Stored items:
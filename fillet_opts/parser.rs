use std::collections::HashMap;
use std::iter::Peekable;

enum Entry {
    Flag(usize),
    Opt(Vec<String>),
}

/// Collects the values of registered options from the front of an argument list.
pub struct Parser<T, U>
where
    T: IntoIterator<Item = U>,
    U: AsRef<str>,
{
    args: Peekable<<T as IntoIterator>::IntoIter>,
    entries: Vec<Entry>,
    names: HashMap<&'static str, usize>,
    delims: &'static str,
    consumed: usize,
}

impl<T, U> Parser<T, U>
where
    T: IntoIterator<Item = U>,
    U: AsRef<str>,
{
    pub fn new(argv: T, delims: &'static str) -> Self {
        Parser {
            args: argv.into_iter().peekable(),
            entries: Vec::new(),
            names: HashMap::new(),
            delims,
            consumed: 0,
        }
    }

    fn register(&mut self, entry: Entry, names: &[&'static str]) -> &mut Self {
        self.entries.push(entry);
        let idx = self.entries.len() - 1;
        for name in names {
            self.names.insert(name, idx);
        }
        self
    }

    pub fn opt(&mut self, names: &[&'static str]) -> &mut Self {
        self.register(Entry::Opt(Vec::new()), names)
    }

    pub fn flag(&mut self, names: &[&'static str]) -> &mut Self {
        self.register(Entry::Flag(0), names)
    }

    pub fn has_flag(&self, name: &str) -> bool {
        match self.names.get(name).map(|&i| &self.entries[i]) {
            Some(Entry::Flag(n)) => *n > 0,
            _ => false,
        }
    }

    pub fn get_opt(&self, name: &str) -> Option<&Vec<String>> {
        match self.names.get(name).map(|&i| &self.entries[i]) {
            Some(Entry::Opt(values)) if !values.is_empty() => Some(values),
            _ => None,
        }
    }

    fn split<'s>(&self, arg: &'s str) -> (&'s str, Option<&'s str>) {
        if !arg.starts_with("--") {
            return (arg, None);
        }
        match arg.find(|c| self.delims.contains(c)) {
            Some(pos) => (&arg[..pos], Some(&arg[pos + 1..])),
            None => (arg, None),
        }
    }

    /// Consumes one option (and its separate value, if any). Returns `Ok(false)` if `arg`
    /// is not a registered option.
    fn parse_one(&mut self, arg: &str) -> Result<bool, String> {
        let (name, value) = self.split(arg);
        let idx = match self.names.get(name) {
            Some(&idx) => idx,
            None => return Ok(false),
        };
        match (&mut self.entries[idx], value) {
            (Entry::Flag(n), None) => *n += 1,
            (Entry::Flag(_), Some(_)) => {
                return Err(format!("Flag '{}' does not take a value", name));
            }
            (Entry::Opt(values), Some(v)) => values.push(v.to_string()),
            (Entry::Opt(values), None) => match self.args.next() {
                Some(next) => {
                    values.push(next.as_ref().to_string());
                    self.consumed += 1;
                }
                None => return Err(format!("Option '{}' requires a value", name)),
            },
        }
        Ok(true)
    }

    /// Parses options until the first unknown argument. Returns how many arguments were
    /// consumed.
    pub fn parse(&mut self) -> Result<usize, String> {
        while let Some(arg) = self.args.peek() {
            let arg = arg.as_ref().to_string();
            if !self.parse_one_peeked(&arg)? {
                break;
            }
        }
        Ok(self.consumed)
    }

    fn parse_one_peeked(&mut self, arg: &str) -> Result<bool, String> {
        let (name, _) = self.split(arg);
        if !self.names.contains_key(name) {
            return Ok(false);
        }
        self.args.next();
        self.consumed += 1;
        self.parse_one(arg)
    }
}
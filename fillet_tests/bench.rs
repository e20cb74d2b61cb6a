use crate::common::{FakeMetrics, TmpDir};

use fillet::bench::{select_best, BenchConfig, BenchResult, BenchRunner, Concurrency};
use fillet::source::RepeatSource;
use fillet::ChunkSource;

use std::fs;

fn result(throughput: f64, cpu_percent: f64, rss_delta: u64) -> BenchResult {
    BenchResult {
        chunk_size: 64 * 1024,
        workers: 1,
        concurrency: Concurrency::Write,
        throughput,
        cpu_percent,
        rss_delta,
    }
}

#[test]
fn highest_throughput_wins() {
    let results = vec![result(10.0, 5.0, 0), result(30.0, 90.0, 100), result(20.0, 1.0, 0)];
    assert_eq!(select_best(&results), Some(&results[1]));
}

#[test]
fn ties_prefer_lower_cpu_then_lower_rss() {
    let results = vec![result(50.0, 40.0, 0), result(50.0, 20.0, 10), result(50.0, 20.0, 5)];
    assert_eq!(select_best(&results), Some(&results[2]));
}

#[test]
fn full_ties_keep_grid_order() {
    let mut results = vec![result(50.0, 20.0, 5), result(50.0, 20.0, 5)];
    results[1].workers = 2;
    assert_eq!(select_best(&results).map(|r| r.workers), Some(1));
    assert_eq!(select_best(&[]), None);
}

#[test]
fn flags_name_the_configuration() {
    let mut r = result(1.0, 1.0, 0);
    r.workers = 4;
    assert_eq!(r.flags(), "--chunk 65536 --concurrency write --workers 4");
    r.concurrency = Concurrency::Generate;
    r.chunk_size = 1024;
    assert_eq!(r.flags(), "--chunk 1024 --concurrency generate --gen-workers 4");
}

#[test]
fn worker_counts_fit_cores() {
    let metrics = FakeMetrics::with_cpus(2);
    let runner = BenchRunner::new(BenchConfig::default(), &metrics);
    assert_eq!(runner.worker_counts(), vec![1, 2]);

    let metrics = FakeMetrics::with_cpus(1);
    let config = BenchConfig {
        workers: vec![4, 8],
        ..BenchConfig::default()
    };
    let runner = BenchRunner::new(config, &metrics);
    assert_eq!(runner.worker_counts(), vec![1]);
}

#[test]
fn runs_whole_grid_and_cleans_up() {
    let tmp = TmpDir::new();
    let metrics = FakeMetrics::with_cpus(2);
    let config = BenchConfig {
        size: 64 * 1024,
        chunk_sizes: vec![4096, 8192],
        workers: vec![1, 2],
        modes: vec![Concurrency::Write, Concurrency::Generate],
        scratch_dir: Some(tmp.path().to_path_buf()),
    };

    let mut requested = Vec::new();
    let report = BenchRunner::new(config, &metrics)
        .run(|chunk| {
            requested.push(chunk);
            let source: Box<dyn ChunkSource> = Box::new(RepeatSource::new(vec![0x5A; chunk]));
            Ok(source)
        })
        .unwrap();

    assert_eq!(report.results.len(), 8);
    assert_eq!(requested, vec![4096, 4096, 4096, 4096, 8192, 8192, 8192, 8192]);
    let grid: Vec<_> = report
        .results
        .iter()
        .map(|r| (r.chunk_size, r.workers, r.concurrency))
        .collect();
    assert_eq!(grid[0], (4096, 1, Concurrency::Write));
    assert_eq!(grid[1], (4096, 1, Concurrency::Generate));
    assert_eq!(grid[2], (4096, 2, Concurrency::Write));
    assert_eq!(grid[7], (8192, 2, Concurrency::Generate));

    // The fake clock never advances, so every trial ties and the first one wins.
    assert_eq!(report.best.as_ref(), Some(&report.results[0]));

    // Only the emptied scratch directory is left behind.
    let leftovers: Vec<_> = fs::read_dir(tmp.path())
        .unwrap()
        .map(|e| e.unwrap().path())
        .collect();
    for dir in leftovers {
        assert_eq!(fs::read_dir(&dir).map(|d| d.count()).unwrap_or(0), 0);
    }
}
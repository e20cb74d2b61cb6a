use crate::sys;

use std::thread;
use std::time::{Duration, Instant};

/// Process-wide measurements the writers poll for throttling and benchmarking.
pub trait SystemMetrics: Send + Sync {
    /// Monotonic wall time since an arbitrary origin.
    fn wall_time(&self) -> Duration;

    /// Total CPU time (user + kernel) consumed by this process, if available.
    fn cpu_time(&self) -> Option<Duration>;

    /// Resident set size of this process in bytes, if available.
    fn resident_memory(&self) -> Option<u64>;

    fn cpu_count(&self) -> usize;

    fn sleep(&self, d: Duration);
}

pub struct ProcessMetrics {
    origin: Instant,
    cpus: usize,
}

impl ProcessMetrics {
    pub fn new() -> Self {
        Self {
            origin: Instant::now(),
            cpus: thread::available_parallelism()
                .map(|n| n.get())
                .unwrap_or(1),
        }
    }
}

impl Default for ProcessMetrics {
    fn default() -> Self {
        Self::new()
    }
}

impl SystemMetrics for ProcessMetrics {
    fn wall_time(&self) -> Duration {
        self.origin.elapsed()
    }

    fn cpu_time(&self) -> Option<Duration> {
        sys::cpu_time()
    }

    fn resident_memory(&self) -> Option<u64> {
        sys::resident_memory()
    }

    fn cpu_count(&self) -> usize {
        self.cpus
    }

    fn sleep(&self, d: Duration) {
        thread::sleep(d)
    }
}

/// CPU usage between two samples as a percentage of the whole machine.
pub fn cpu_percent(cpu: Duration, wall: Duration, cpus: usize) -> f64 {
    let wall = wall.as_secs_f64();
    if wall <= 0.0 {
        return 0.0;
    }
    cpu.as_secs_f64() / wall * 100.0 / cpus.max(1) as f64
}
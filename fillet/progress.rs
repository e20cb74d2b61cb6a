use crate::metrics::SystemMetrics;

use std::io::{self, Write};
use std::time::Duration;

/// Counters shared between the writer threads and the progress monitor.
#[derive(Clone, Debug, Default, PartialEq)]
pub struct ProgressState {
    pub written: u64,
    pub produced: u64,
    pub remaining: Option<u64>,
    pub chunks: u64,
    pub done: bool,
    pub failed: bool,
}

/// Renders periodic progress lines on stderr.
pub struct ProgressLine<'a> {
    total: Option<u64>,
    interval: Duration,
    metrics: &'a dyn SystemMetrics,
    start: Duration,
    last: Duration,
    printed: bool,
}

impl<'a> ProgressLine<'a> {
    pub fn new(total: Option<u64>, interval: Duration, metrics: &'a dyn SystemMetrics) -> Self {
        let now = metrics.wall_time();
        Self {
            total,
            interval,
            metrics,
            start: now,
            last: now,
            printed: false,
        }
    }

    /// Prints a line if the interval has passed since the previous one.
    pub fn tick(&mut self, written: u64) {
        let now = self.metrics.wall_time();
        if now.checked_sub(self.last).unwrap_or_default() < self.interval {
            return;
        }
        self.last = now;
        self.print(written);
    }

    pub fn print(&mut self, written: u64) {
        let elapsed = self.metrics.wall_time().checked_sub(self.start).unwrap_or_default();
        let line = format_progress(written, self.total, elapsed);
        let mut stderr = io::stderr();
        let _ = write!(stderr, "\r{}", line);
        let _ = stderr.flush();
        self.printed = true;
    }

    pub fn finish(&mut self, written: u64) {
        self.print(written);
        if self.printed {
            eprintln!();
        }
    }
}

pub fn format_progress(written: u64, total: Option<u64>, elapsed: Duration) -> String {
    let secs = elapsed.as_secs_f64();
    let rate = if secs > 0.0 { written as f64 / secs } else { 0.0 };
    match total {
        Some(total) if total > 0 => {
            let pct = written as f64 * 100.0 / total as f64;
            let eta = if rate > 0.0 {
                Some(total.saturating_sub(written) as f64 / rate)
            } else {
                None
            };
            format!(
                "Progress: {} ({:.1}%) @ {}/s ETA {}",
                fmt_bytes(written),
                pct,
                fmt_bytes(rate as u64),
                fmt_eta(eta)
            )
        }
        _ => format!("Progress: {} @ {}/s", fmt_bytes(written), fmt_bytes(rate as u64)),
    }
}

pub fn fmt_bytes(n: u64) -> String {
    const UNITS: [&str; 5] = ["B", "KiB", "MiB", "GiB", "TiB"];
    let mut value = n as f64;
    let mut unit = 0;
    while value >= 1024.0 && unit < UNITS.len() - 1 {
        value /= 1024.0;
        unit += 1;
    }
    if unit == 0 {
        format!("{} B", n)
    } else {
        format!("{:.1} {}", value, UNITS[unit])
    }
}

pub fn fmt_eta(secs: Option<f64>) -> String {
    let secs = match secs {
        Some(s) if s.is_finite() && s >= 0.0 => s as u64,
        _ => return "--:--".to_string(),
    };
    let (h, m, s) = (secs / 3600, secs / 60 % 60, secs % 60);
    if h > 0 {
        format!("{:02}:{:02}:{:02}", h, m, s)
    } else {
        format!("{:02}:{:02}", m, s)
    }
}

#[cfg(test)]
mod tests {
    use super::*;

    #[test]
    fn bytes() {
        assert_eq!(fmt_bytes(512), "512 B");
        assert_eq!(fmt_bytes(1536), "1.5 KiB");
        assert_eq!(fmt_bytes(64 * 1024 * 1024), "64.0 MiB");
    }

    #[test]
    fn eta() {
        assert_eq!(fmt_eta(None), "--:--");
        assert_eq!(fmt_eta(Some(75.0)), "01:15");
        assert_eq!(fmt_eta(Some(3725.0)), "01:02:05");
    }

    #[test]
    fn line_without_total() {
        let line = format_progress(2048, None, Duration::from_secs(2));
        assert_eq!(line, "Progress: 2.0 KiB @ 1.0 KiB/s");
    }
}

TASK TO CARRY OUT:
Match on "workers": copy every line in the records that has it.

SOLUTION TO THIS PROBLEM:
        workers: 1,
    results[1].workers = 2;
    assert_eq!(select_best(&results).map(|r| r.workers), Some(1));
    r.workers = 4;
    assert_eq!(r.flags(), "--chunk 65536 --concurrency write --workers 4");
    assert_eq!(r.flags(), "--chunk 1024 --concurrency generate --gen-workers 4");
        workers: vec![4, 8],
        workers: vec![1, 2],
        .map(|r| (r.chunk_size, r.workers, r.concurrency))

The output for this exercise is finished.